Do These Things Before Getting A Tattoo

  • Plan to take a few days off from work or school – you will want to rest and recover properly. Even if it’s just for the day after your tattoo, plan ahead and let people know in advance that you’re taking some time off.
  • Obtain any necessary prescriptions before getting your ink done.
  • If you are using prescription drugs where appropriate, make sure not to start up again until advised by the doctor who gave them to you.
  • Remove all jewelry from the area unless it’s specifically for tattoo care. It can become a part of your wound, and that is dangerous because you will have to remove it eventually.
  • Prepare any necessary ice packs or other supplies in advance so you don’t have to move around after being stuck with needles.
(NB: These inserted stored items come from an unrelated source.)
//! Shutdown policy and stop-request plumbing.

use std::time::Duration;
use tokio::sync::watch;

use crate::config::{Settings, SettingsResult};

/// Delay before the "still shutting down" warning after a first interrupt.
pub const SLOW_SHUTDOWN_WARNING: Duration = Duration::from_secs(5);

/// How in-flight work is treated when the agent is asked to stop.
#[derive(Debug, Clone, Copy, PartialEq, Eq)]
pub enum DrainMode {
    /// Finish in-flight batches before reporting stopped.
    Drain,
    /// Drop in-flight batches immediately.
    Abort,
}

/// Shutdown policy, fixed at startup.
///
/// The agent consults [`ShutdownCoordinator::drain_mode`] when stopping. The
/// supervisor uses [`ShutdownCoordinator::slow_shutdown_warning`] to time the
/// follow-up warning after a first interrupt.
#[derive(Debug, Clone, Copy, PartialEq, Eq)]
pub struct ShutdownCoordinator {
    unsafe_shutdown: bool,
    slow_shutdown_warning: Duration,
}

impl ShutdownCoordinator {
    pub fn new(unsafe_shutdown: bool) -> Self {
        Self {
            unsafe_shutdown,
            slow_shutdown_warning: SLOW_SHUTDOWN_WARNING,
        }
    }

    /// Read `pipeline.unsafe_shutdown` from the registry.
    pub fn from_settings(settings: &Settings) -> SettingsResult<Self> {
        Ok(Self::new(settings.get_bool("pipeline.unsafe_shutdown")?))
    }

    pub fn with_slow_shutdown_warning(mut self, delay: Duration) -> Self {
        self.slow_shutdown_warning = delay;
        self
    }

    pub fn is_unsafe(&self) -> bool {
        self.unsafe_shutdown
    }

    pub fn drain_mode(&self) -> DrainMode {
        if self.unsafe_shutdown {
            DrainMode::Abort
        } else {
            DrainMode::Drain
        }
    }

    pub fn slow_shutdown_warning(&self) -> Duration {
        self.slow_shutdown_warning
    }
}

impl Default for ShutdownCoordinator {
    fn default() -> Self {
        Self::new(false)
    }
}

/// Sender side of the agent's stop request.
///
/// The request is level-triggered: a [`StopSignal`] created after the
/// trigger still observes it.
#[derive(Debug)]
pub struct Shutdown {
    tx: watch::Sender<bool>,
}

impl Shutdown {
    /// Create a new stop request channel.
    pub fn new() -> Self {
        let (tx, _) = watch::channel(false);
        Self { tx }
    }

    /// Subscribe to the stop request.
    pub fn subscribe(&self) -> StopSignal {
        StopSignal {
            rx: self.tx.subscribe(),
        }
    }

    /// Request a stop. Returns `true` only for the first request.
    pub fn trigger(&self) -> bool {
        self.tx.send_if_modified(|requested| !std::mem::replace(requested, true))
    }

    pub fn is_triggered(&self) -> bool {
        *self.tx.borrow()
    }

    /// Number of live subscribers.
    pub fn receiver_count(&self) -> usize {
        self.tx.receiver_count()
    }
}

impl Default for Shutdown {
    fn default() -> Self {
        Self::new()
    }
}

/// Receiver side of the stop request, handed to the agent.
#[derive(Debug, Clone)]
pub struct StopSignal {
    rx: watch::Receiver<bool>,
}

impl StopSignal {
    /// Resolve once a stop has been requested. Also resolves if the
    /// supervisor side is dropped.
    pub async fn requested(&mut self) {
        let _ = self.rx.wait_for(|stop| *stop).await;
    }

    pub fn is_requested(&self) -> bool {
        *self.rx.borrow()
    }
}

#[cfg(test)]
mod tests {
    use super::*;

    #[test]
    fn test_policy_from_settings() {
        let mut settings = crate::config::default_settings().unwrap();
        let policy = ShutdownCoordinator::from_settings(&settings).unwrap();
        assert_eq!(policy.drain_mode(), DrainMode::Drain);
        assert_eq!(policy.slow_shutdown_warning(), SLOW_SHUTDOWN_WARNING);

        settings.set_value("pipeline.unsafe_shutdown", true).unwrap();
        let policy = ShutdownCoordinator::from_settings(&settings).unwrap();
        assert!(policy.is_unsafe());
        assert_eq!(policy.drain_mode(), DrainMode::Abort);
    }

    #[test]
    fn test_trigger_reports_first_request_only() {
        let shutdown = Shutdown::new();
        assert!(!shutdown.is_triggered());
        assert!(shutdown.trigger());
        assert!(!shutdown.trigger());
        assert!(shutdown.is_triggered());
    }

    #[tokio::test]
    async fn test_late_subscriber_sees_stop() {
        let shutdown = Shutdown::new();
        shutdown.trigger();

        let mut stop = shutdown.subscribe();
        assert!(stop.is_requested());
        tokio::time::timeout(Duration::from_secs(1), stop.requested())
            .await
            .expect("stop not observed");
    }
}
Keep them nearby where you’re getting tattooed just in case something happens while they are not at hand – like an emergency! You may need to get up out of your seat quickly if your artist needs things brought back over from another room. Alternatively, make sure someone else has everything ready ahead of time too.
  • If necessary, tell your artist about any medications you are taking. They may need to know if there’s anything that can interfere with the tattooing process or affect how it heals.
  • Be clear about what kind of design you want. You should have a sketch ready or at least an idea in mind already so he knows exactly what style and placement will work best for your body type – do not just say “surprise me”, because this is dangerous! Instead, bring pictures of inspiration pieces so they understand too.
  • Bring cash with you as well because sometimes artists offer deals on first-time tattoos but only accept cash payments.
  • Make sure that your artist has a medical license and proper certification. You can ask for their portfolio or even look up reviews online if they’re new in the business. If not – run away! Fast! Because tattoos are permanent, so it needs to be taken very seriously before getting one.
  • Check what kind of equipment they use too because some artists still use machines from 20 years ago while others have switched over to more modern ones with an autoclave function which sterilizes everything at 175 degrees Celsius (about 350 Fahrenheit). And yes – this makes a difference when dealing with a needle going into your skin on purpose.
  • Definitely don’t be afraid to say something if the artist doesn’t act professionally at all; Complaining about their attitude will get them nowhere because most likely they’ll try to convince you that this was just a bad day for everyone. But by doing so, there’s still hope for those who haven’t found out yet how unprofessional some tattoo artists actually can behave. So speak up – let others know! Who knows? Maybe someone else has been through exactly the same experience as you have.
  • Being healthy is also a must because you don’t want to get sick right after getting inked.; It’s one thing that tattoos are painful but it doesn’t mean they’re not bringing more problems into the mix; if anything, people should consider them as possible infection sources which can be avoided with proper care and hygiene.

Last Few Words

What happens if you need a touch up after the tattoo is done? Can they help or will another artist have to be involved and what does this cost? What are their policies regarding revisions and how long do those last before you should come back for something else. Make sure to ask these kinds of questions before getting your first tattoo to avoid any issues down the road.

What else should one know? It might seem like common sense but always make sure you pick an experienced professional when considering having work done on yourself! Also, look at previous examples of work that the artist has done. If you like their work, go ahead and schedule an appointment with them!